Le livret de cet opéra, tiré du livre mythique “Le Moine” de Matthew Lewis (1775-1818) est signé par Eugène Scribe et Germain Delavigne.
Hector Berlioz en a ébauché la musique en 1841, mais cet ouvrage ne verra jamais le jour…



C’est à Charles Gounod qu’est revenu le soin de mener à bien cet opéra étonnant – créé à Paris le 18 octobre 1854 – dans lequel le mélomane du XXIème siècle ne l’attend pas, entre spectres et malédictions diverses…
L’action se situe dans une Bohême du Moyen Âge au cœur d’un conflit ancestral entre deux familles qui ne sont pas sans rappeler les Montaigu et les Capulet.
Pour faire cesser ces sanglants affrontements, un ermite, respecté de tous, conçoit l’idée de donner à marier Agnès, fille du chef d’un des deux clans à un fils du chef du clan adverse, Théobald : mais…. Agnès est amoureuse et aimée de Rodolphe qui n’est autre… que le frère de Théobald : cette relation amoureuse est sacrilège, Rodolphe refuse d’y renoncer, ce qui entraîne son bannissement.
Les amants interdits envisagent de vivre leur amour en fuyant et de profiter pour cela de l’apparition rituelle d’un fantôme qui n’est autre que la Nonne sanglante dont le personnage fatal va permettre divers rebondissements… et quelques terribles apparitions.
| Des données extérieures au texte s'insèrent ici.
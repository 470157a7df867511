//! 简体中文翻译 (zh-CN)

use super::keys::{
    CommonTexts, FaqTexts, HelpActionTexts, HelpTexts, HintTexts, HomeTexts, KeyNames,
    MenuModeTexts, PoolsTexts, SettingsTexts, SidebarTexts, StatusBarTexts, Translations,
};

pub const TRANSLATIONS: Translations = Translations {
    // ========================================================================
    // 通用文本
    // ========================================================================
    common: CommonTexts {
        app_name: "Swarm 管理器",
        loading: "加载中...",
        no_data: "暂无数据",
        never: "从未",
    },

    // ========================================================================
    // 键盘提示
    // ========================================================================
    hints: HintTexts {
        keys: KeyNames {
            enter: "Enter",
            tab: "Tab",
            esc: "Esc",
            up_down: "↑↓",
            left_right: "←→",
        },
        navigate: "导航",
        open: "打开",
        switch_panel: "切换面板",
        refresh: "刷新",
        menu_mode: "菜单模式",
        change: "修改",
        help: "帮助",
        quit: "退出",
    },

    // ========================================================================
    // 侧边栏
    // ========================================================================
    sidebar: SidebarTexts {
        title: "菜单",
        loading: "正在等待资源池列表...",
        empty: "没有菜单项",
    },

    // ========================================================================
    // 页面
    // ========================================================================
    home: HomeTexts {
        title: "主页",
        welcome: "欢迎使用 Swarm 管理器",
        description: "从侧边栏选择资源池，或在 Colors 下切换布局和主题。",
        pool_count: "资源池",
        last_update: "上次更新",
        menu_mode: "菜单模式",
        device: "设备",
        layout: "布局",
        theme: "主题",
    },
    pools: PoolsTexts {
        all_title: "全部生态",
        detail_title: "资源池",
        col_id: "ID",
        col_name: "名称",
        col_route: "路由",
        empty: "后端没有返回任何资源池",
        not_found: "最新的资源池列表中没有该资源池",
    },
    faq: FaqTexts {
        title: "常见问题",
        entries: &[
            (
                "资源池列表从哪里来？",
                "每个刷新间隔（默认 30 秒）从后端拉取一次，按 Alt+r 可立即刷新。",
            ),
            (
                "为什么刷新后菜单没有变化？",
                "只有资源池列表与上一次不同时才会重建菜单。",
            ),
            (
                "如何修改外观？",
                "在侧边栏打开 Colors，在 Layout Palette 下选择布局，或在 Themes 下选择主题。",
            ),
            (
                "菜单模式有哪些？",
                "Static 固定在左侧，Overlay 按需弹出，Horizontal 显示在顶部。",
            ),
        ],
    },
    settings: SettingsTexts {
        title: "设置",
        menu_mode: "菜单模式",
        language: "语言",
        modes: MenuModeTexts {
            static_mode: "固定",
            overlay: "浮层",
            horizontal: "横向",
        },
    },

    // ========================================================================
    // 状态栏
    // ========================================================================
    status_bar: StatusBarTexts {
        ready: "就绪",
        refreshing: "正在刷新资源池列表...",
        menu_updated: "资源池列表已更新",
        menu_mode_changed: "菜单模式",
        language_changed: "语言",
        layout_changed: "布局",
        theme_changed: "主题",
        external_link: "外部链接",
        unknown_route: "未知路由",
    },

    // ========================================================================
    // 帮助
    // ========================================================================
    help: HelpTexts {
        title: "帮助",
        close_hint: "按 Esc 或 ? 关闭",
        actions: HelpActionTexts {
            move_up_down: "移动选择",
            open_item: "打开 / 展开菜单项",
            switch_panel: "在菜单和内容之间切换",
            refresh: "刷新资源池列表",
            cycle_menu_mode: "切换菜单模式",
            settings: "打开设置",
            back_close: "返回 / 关闭菜单",
            mouse: "悬停或点击菜单项",
            quit: "退出",
        },
    },
};
//!
//! app.rs
//! 应用主循环
//!
//!
//! 主循环大约每 100 ms 执行一次（取决于有无事件）
//! loop {
//!
//!     terminal.draw(|f| view::render(&app , f))       // 渲染 UI
//!     if app.should_quit{ break }                     // 检查 APP 是否应该退出
//!     if let Some(event) = poll_event() {             // 轮询输入，最多等待 100ms
//!         let msg = handle_event(event , &app);           // 原始事件 → 消息
//!         update::update(&mut app , msg)                  // 更新状态
//!     }
//!     update::update(&mut app , AppMessage::Tick)     // 应用后台轮询到的资源池列表、
//!                                                     // 处理到期的滚动同步
//! }
//!
//!
//! 资源池轮询在 tokio 运行时中进行，结果通过 channel 送回；
//! 主循环本身是同步的，UI 状态只在这里被修改。

use std::time::Duration;

use anyhow::Result;

use crate::event;
use crate::message::AppMessage;
use crate::model::App;
use crate::update;
use crate::util::Term;
use crate::view;

/// 运行应用主循环
pub fn run(terminal: &mut Term, app: &mut App) -> Result<()> {
    // 记录初始终端尺寸，判断设备类型
    let size = terminal.size()?;
    update::update(app, AppMessage::Resize(size.width, size.height));

    loop {
        // 1. 渲染 UI
        terminal.draw(|frame| {
            view::render(app, frame);
        })?;

        // 2. 检查是否应该退出
        if app.should_quit {
            break;
        }

        // 3. 轮询事件（100ms 超时）
        if let Some(event) = event::poll_event(Duration::from_millis(100))? {
            // 4. 处理事件，获取消息
            let msg = event::handle_event(event, app);

            // 5. 更新状态
            update::update(app, msg);
        }

        // 6. 后台数据与定时任务
        update::update(app, AppMessage::Tick);
    }

    Ok(())
}
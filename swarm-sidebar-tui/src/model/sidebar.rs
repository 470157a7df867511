//! 侧边栏状态
//!
//! 激活状态（展开 / 收起）由 core 的 MenuActivation 管理，
//! 这里只额外记录键盘光标与滚动位置。

use swarm_sidebar_core::types::MenuNode;
use swarm_sidebar_core::{LevelId, MenuActivation, MenuRow};

/// 侧边栏状态
#[derive(Debug, Clone)]
pub struct SidebarState {
    /// 菜单树的激活状态
    pub activation: MenuActivation,
    /// 激活状态对应的菜单树版本
    pub revision: u64,
    /// 光标所在的可见行
    pub cursor: usize,
    /// 第一条显示的可见行
    pub scroll_offset: usize,
    /// 上一次向各层级广播的重置标志
    pub last_reset: bool,
}

impl SidebarState {
    pub fn new() -> Self {
        Self {
            activation: MenuActivation::build(&[]),
            revision: 0,
            cursor: 0,
            scroll_offset: 0,
            last_reset: false,
        }
    }

    /// 菜单树重建后，重新建立激活状态（顶层展开项保留）
    pub fn rebuild(&mut self, model: &[MenuNode], revision: u64) {
        self.activation = self.activation.rebuild(model);
        self.revision = revision;
        self.last_reset = false;
        self.clamp_cursor(model);
    }

    /// 当前可见的菜单行
    pub fn rows<'a>(&self, model: &'a [MenuNode]) -> Vec<MenuRow<'a>> {
        self.activation.visible_rows(model)
    }

    /// 光标所在行的（层级，索引）
    pub fn selected(&self, model: &[MenuNode]) -> Option<(LevelId, usize)> {
        self.rows(model)
            .get(self.cursor)
            .map(|row| (row.level, row.index))
    }

    /// 选择上一项
    pub fn select_previous(&mut self) {
        self.cursor = self.cursor.saturating_sub(1);
    }

    /// 选择下一项
    pub fn select_next(&mut self, model: &[MenuNode]) {
        let count = self.rows(model).len();
        if self.cursor + 1 < count {
            self.cursor += 1;
        }
    }

    /// 把光标移到指定菜单项（不可见时不移动）
    pub fn select(&mut self, model: &[MenuNode], level: LevelId, index: usize) {
        if let Some(pos) = self
            .rows(model)
            .iter()
            .position(|row| row.level == level && row.index == index)
        {
            self.cursor = pos;
        }
    }

    /// 展开 / 收起后可见行数会变化，保证光标仍然有效
    pub fn clamp_cursor(&mut self, model: &[MenuNode]) {
        let count = self.rows(model).len();
        self.cursor = self.cursor.min(count.saturating_sub(1));
    }

    /// 同步滚动位置，使光标落在高度为 `height` 的窗口内
    pub fn sync_scroll(&mut self, model: &[MenuNode], height: usize) {
        let count = self.rows(model).len();
        if height == 0 {
            self.scroll_offset = 0;
            return;
        }
        if self.cursor < self.scroll_offset {
            self.scroll_offset = self.cursor;
        } else if self.cursor >= self.scroll_offset + height {
            self.scroll_offset = self.cursor + 1 - height;
        }
        self.scroll_offset = self.scroll_offset.min(count.saturating_sub(height));
    }
}

impl Default for SidebarState {
    fn default() -> Self {
        Self::new()
    }
}

#[cfg(test)]
mod tests {
    use super::*;
    use swarm_sidebar_core::services::menu_catalog::build_menu;
    use swarm_sidebar_core::types::{LayoutContext, Pool, StylesheetLinks};

    fn model() -> Vec<MenuNode> {
        build_menu(&[Pool::new("a", "Alpha"), Pool::new("b", "Beta")])
    }

    #[test]
    fn pools_are_visible_from_the_start() {
        let model = model();
        let mut sidebar = SidebarState::new();
        sidebar.rebuild(&model, 1);

        let labels: Vec<&str> = sidebar
            .rows(&model)
            .iter()
            .map(|row| row.node.label.as_str())
            .collect();
        assert_eq!(
            labels,
            ["FAQ", "Pools", "All ecosystem", "Alpha", "Beta", "Colors"]
        );
    }

    #[test]
    fn cursor_stays_inside_visible_rows() {
        let model = model();
        let mut sidebar = SidebarState::new();
        sidebar.rebuild(&model, 1);

        for _ in 0..20 {
            sidebar.select_next(&model);
        }
        assert_eq!(sidebar.cursor, 5);
        assert_eq!(
            sidebar.selected(&model).map(|(_, i)| i),
            Some(2),
            "Colors is the third root item"
        );

        sidebar.rebuild(&build_menu(&[]), 2);
        sidebar.select_previous();
        assert!(sidebar.cursor < sidebar.rows(&build_menu(&[])).len());
    }

    #[test]
    fn open_colors_branch_survives_a_pool_list_change() {
        let model = model();
        let mut sidebar = SidebarState::new();
        sidebar.rebuild(&model, 1);

        let mut ctx = LayoutContext::default();
        let mut handler = StylesheetLinks::default();
        sidebar
            .activation
            .click(&model, LevelId::ROOT, 2, &mut ctx, &mut handler);

        let changed = build_menu(&[Pool::new("c", "Gamma")]);
        sidebar.rebuild(&changed, 2);
        let labels: Vec<&str> = sidebar
            .rows(&changed)
            .iter()
            .map(|row| row.node.label.as_str())
            .collect();
        assert_eq!(
            labels,
            ["FAQ", "Pools", "All ecosystem", "Gamma", "Colors", "Layout Palette", "Themes"]
        );
    }

    #[test]
    fn scroll_follows_cursor() {
        let model = model();
        let mut sidebar = SidebarState::new();
        sidebar.rebuild(&model, 1);
        sidebar.cursor = 5;
        sidebar.sync_scroll(&model, 3);
        assert_eq!(sidebar.scroll_offset, 3);

        sidebar.cursor = 0;
        sidebar.sync_scroll(&model, 3);
        assert_eq!(sidebar.scroll_offset, 0);
    }
}
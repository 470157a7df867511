//! 通用组件

pub mod help;
pub mod navigation;
pub mod statusbar;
Au terme de nombreuses et périlleuses péripéties, Agnès et Rodolphe verront cependant leurs vœux exaucés.



On l’aura peut-être compris, le véritable héros de cet opéra est en réalité Rodolphe qui aurait d’ailleurs pu donner son nom à l’ouvrage.
Il s’agit du deuxième opéra de Charles Gounod qui a bien retenu les leçons du grand opéra français ; il y ajoute son grain de génie : alternance de passages spectaculaires (notamment la scène des spectres, l’apparition de la nonne…) suggérés par le livret, de séquences chorales parfois sublimes, mais aussi de séquences tendres, inquiètes et rêveuses, quelques airs d’une surprenante beauté dans lesquelles le grand mélodiste fait merveille. “La Nonne sanglante”, c’est de la belle ouvrage !!!
Tout au plus pourrait-on penser, à l’instar d’Hector Berlioz, qui, dans l’ensemble, dit beaucoup de bien de l’œuvre, qu’un surcroît de timbale peut parfois nuire à la musique (notamment dans le final de l’acte IV). D’autant que la direction musicale de Laurence Equilbey à la tête de son ensemble orchestral Insula Orchestra – qui interprète sans faille et solidement cette partition mouvementée – incline à soutenir une tension sonore qui aurait sans doute méritée, parfois, d’être allégée.
La réussite d’une représentation lyrique implique une bonne distribution : c’est le cas, sans presque aucune restriction.
Tout d’abord, ou plutôt tout en haut, Michael Spyres qui s’est taillé depuis quelques années une belle réputation dans le lyrique français et, en particulier, dans un Faust de Berlioz mémorable. En Rodolphe, le ténor américain est au sommet de son art : timbre superbe, diction parfaite que nombre de chanteurs francophones pourraient lui envier, belle présence scénique.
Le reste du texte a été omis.